Der Kläger im konkreten Fall ist ein aus Psychologinnen und Psychologen bestehender Verein zur Förderung der beruflichen Interessen seiner Mitglieder. Die Beklagte betreibt eine Einrichtung für Weiterbildung und bietet berufsbegleitende Weiterbildungen an. Sie wird dabei in Zusammenarbeit mit einer Fachhochschule des Mittelstands tätig. Nach Abschluss der Lehrgänge erhalten die Absolventen ein "Hochschul-Zertifikat" mit dem Titel eines Betriebs-, Organisations- oder Kommunikationspsychologen (FH). Der klagende Psychologen-Verein wirft der Beklagten vor, dass sie mit ihrer Werbung den Anschein erweckt, die Absolventen ihrer Kurse dürften diese Berufsbezeichnung auch ohne vorheriges Psychologiestudium führen. Der Verein hält dies für unzulässig. Das Landgericht Lübeck hat der Klage in erster Instanz stattgegeben und die Beklagte verurteilt, die Werbung mit diesen Berufsbezeichnungen zu unterlassen.

Dieses Urteil hat das Oberlandesgericht Schleswig bestätigt. Begründung: Die Beklagte handele wettbewerbswidrig, weil ihre Werbung mit den Berufsbezeichnungen Betriebs-, Organisations- oder Kommunikationspsychologe (FH) irreführend sei. Sie erweckt gegenüber den Lehrgangsinteressenten den Eindruck, dass diese sich nach Abschluss des Lehrgangs auch dann als "...-Psychologe (FH)" bezeichnen dürfen, wenn sie vorher kein Psychologiestudium absolviert haben. Das sei aber nicht der Fall. Und zwar deshalb, weil das Führen des Titels "...-Psychologe (FH)" ohne vorheriges Universitätsstudium zu einer Täuschung der Verbraucher führen würde. So erwarte ein erheblicher Teil der durchschnittlich informierten Verbraucher auch noch in der heutigen Zeit, dass ein Psychologe eine universitäre Grundausbildung im Studienfach Psychologie durchlaufen habe. Psychologie gelte bis heute als universitäre Wissenschaft und ein Psychologe als jemand, der die notwendigen Kenntnisse in einer akademischen Ausbildung erworben habe. Von einem Psychologen werde mehr erwartet als langjährige Erfahrung in Bereichen, in denen "Psychologie" gefragt ist. Daran ändere sich auch nichts dadurch, dass es mittlerweile "Hunde-" oder "Pferde-Psychologen" gibt. Denn von diesen erwarte niemand ernsthaft, dass sie ein Psychologiestudium absolviert haben.

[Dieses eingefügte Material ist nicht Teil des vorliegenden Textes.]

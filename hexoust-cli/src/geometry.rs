//! Board command - print board geometry for an external renderer

use std::io::Write;
use std::path::PathBuf;

use anyhow::{Context, Result};
use clap::Args;

use hexoust_server::board_info;

#[derive(Args)]
pub struct BoardArgs {
    /// Game config JSON file (radius and pixel layout)
    #[arg(long, value_name = "FILE")]
    pub config: Option<PathBuf>,

    /// Board radius (overrides the config file)
    #[arg(long)]
    pub radius: Option<i32>,

    /// Write to a file instead of stdout
    #[arg(long, value_name = "FILE")]
    pub output: Option<PathBuf>,

    /// Also write the resolved game config, for later use with --config
    #[arg(long, value_name = "FILE")]
    pub save_config: Option<PathBuf>,
}

/// Run board command
pub fn run(args: BoardArgs) -> Result<()> {
    let config = crate::load_config(args.config.as_deref(), args.radius)?;
    let info = board_info(&config);
    let json = serde_json::to_string_pretty(&info)?;

    if let Some(path) = &args.save_config {
        config.save(path)?;
        tracing::info!("Saved game config to {}", path.display());
    }

    match &args.output {
        Some(path) => {
            std::fs::write(path, json)
                .with_context(|| format!("Failed to write {}", path.display()))?;
            tracing::info!("Wrote {} cells to {}", info.cell_count, path.display());
        }
        None => {
            let mut stdout = std::io::stdout().lock();
            writeln!(stdout, "{}", json)?;
        }
    }

    Ok(())
}

#[cfg(test)]
mod tests {
    use super::*;

    #[test]
    fn test_writes_geometry_file() {
        let path = std::env::temp_dir().join(format!("hexoust-board-{}.json", std::process::id()));
        run(BoardArgs {
            config: None,
            radius: Some(2),
            output: Some(path.clone()),
            save_config: None,
        })
        .unwrap();

        let content = std::fs::read_to_string(&path).unwrap();
        let _ = std::fs::remove_file(&path);
        let json: serde_json::Value = serde_json::from_str(&content).unwrap();
        assert_eq!(json["radius"], 2);
        assert_eq!(json["cell_count"], 19);
        assert_eq!(json["hexes"].as_array().unwrap().len(), 19);
    }

    #[test]
    fn test_saved_config_loads_back() {
        let dir = std::env::temp_dir();
        let id = std::process::id();
        let output = dir.join(format!("hexoust-board-out-{id}.json"));
        let saved = dir.join(format!("hexoust-board-config-{id}.json"));

        run(BoardArgs {
            config: None,
            radius: Some(4),
            output: Some(output.clone()),
            save_config: Some(saved.clone()),
        })
        .unwrap();

        let loaded = crate::load_config(Some(&saved), None);
        let _ = std::fs::remove_file(&output);
        let _ = std::fs::remove_file(&saved);
        let loaded = loaded.unwrap();
        assert_eq!(loaded.radius, 4);
        assert_eq!(loaded.layout, hexoust_core::Layout::default());
    }
}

Die Richter weiter: Auch der Zusatz "(FH)" sei nicht geeignet, die Irreführung zu verhindern. Dieser Zusatz verstärke die Irreführung noch. Durch ihn werde der Eindruck erweckt, der Titel beruhe auf einem bei einer Fachhochschule absolvierten Studium zum "...-Psychologen". Aus dem Zusatz gehe nicht hervor, dass der Lehrgangsteilnehmer bei der Fachhochschule lediglich eine Weiterbildung durchlaufen und seine eigentliche berufliche Ausbildung anderenorts erworben habe (Az. 6 U 16/15).